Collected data
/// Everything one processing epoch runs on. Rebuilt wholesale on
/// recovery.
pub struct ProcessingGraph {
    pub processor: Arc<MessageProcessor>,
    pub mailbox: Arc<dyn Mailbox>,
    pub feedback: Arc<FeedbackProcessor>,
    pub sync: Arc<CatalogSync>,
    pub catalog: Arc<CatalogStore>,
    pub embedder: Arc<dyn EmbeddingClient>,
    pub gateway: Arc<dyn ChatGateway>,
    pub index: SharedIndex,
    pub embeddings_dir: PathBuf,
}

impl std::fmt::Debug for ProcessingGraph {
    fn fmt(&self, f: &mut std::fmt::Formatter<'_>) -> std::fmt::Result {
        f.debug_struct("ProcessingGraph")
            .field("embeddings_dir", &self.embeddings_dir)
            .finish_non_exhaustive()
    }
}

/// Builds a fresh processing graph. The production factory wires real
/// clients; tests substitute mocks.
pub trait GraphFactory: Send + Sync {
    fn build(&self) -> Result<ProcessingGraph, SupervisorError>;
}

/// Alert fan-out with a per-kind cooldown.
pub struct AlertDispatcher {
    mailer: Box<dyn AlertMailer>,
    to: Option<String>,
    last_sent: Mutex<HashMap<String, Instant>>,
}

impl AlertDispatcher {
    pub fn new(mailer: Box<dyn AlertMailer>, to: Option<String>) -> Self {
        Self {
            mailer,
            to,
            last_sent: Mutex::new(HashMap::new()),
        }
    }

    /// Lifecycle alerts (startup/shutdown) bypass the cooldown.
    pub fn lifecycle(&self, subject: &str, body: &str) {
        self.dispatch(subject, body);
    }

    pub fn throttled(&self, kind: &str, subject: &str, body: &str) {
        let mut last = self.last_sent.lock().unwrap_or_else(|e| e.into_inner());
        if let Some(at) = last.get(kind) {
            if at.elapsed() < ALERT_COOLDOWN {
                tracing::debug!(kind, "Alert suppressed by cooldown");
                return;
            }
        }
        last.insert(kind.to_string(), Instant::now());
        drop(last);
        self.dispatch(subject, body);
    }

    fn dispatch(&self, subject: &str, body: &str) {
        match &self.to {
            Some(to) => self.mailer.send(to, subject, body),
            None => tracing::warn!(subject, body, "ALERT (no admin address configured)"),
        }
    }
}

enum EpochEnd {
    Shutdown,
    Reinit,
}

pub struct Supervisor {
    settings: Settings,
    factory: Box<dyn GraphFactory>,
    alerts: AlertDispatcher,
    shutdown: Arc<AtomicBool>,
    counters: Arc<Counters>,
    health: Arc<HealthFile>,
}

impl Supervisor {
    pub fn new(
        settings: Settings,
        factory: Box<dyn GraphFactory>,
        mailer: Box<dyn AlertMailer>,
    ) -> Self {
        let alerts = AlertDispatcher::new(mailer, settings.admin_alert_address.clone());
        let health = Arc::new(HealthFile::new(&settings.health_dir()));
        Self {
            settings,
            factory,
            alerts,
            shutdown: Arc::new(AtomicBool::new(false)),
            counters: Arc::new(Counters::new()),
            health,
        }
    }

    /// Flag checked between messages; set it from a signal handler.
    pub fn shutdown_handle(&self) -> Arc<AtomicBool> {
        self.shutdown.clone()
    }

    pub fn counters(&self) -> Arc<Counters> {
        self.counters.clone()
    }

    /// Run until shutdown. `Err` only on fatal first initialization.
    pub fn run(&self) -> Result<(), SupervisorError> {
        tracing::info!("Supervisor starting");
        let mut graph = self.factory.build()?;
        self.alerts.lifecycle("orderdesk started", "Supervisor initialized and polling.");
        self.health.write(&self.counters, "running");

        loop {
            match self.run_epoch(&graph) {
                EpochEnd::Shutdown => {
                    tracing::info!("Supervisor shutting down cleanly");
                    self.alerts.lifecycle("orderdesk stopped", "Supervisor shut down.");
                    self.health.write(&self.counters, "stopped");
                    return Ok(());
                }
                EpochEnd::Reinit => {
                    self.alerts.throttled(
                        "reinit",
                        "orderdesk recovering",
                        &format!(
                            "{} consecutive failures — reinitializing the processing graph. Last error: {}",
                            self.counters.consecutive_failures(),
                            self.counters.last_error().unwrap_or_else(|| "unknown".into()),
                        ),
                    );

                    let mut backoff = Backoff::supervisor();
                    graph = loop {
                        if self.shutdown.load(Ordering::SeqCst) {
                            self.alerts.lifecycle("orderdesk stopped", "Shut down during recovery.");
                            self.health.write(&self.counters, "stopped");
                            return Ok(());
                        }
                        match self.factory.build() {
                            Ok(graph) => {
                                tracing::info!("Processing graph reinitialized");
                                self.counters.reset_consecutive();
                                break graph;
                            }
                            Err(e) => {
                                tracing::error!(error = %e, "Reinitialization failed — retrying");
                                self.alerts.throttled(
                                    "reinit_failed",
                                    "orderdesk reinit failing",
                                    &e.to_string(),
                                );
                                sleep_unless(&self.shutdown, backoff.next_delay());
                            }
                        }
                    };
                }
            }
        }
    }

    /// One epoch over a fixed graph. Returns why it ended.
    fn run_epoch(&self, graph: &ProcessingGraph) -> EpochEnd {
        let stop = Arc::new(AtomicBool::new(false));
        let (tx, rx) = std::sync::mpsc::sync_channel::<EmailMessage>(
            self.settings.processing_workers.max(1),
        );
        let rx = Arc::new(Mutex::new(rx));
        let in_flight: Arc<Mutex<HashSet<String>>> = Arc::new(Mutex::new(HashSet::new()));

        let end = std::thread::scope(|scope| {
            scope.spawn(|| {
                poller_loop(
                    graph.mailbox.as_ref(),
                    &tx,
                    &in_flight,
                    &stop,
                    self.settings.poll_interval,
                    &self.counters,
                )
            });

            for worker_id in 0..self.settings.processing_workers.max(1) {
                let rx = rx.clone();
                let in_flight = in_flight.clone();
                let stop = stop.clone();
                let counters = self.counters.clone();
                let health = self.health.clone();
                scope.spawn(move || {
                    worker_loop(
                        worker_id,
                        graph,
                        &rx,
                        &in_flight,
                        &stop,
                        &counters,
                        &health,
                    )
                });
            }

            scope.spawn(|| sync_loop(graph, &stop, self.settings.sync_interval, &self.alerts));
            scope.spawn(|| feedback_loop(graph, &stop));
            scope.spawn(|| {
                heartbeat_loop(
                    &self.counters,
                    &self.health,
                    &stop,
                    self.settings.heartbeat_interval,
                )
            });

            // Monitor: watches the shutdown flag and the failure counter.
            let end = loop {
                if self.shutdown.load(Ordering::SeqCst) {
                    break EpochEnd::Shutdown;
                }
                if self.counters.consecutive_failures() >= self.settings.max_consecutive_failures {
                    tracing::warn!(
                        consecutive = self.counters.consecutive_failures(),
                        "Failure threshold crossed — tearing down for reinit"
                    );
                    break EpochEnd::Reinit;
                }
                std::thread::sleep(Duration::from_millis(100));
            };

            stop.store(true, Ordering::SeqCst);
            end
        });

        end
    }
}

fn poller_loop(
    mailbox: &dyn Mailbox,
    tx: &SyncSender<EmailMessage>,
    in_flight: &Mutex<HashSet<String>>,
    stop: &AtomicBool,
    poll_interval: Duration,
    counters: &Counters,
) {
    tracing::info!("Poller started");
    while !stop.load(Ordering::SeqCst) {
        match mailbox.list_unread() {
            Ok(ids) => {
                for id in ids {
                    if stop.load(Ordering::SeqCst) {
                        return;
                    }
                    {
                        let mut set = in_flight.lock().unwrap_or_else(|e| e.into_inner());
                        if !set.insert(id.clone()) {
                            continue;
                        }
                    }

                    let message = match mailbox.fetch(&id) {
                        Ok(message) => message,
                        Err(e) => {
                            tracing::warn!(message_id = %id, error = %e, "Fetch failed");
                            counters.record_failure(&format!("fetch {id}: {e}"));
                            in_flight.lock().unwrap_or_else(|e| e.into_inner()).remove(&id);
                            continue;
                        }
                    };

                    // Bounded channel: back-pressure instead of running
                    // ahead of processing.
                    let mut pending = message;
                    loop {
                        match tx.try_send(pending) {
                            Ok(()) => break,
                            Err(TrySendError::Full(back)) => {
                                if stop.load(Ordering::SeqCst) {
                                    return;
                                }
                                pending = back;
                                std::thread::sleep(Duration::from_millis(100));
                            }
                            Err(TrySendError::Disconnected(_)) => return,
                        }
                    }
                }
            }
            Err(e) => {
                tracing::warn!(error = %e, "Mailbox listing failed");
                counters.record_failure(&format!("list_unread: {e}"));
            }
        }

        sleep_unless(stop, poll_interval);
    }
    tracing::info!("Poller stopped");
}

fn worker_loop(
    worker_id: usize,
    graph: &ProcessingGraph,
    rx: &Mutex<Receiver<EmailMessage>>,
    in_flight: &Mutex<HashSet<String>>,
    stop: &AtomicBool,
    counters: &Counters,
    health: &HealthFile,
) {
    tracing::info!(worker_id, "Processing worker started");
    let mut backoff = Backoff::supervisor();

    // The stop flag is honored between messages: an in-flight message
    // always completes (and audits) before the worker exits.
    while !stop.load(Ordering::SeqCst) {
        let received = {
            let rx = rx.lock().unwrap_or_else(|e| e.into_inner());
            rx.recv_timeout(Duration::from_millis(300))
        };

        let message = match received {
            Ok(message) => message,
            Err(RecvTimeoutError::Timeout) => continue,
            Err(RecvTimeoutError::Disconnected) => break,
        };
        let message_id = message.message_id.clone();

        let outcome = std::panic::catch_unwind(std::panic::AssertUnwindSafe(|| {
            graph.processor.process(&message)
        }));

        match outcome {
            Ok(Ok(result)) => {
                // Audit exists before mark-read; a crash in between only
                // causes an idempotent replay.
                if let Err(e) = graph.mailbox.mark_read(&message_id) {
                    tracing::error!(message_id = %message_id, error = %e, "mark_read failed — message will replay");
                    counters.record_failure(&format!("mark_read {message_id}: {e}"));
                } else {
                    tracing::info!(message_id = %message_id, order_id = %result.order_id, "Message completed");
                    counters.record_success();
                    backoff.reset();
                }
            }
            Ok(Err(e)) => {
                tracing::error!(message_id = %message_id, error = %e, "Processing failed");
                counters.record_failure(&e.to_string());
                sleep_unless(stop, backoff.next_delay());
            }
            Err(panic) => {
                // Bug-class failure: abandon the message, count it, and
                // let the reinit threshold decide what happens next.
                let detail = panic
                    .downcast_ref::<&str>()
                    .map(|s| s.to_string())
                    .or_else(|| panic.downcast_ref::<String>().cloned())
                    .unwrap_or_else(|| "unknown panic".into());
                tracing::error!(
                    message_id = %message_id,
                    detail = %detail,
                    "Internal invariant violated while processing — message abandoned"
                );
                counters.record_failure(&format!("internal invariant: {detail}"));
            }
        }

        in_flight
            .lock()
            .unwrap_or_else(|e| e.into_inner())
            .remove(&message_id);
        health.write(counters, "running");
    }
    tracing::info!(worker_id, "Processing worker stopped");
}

> **INSTRUCTIONS FOR THE TASK**
Write out every line in the data that holds the string "impl".

> **ANSWER SPACE**
impl std::fmt::Debug for ProcessingGraph {
impl AlertDispatcher {
impl Supervisor {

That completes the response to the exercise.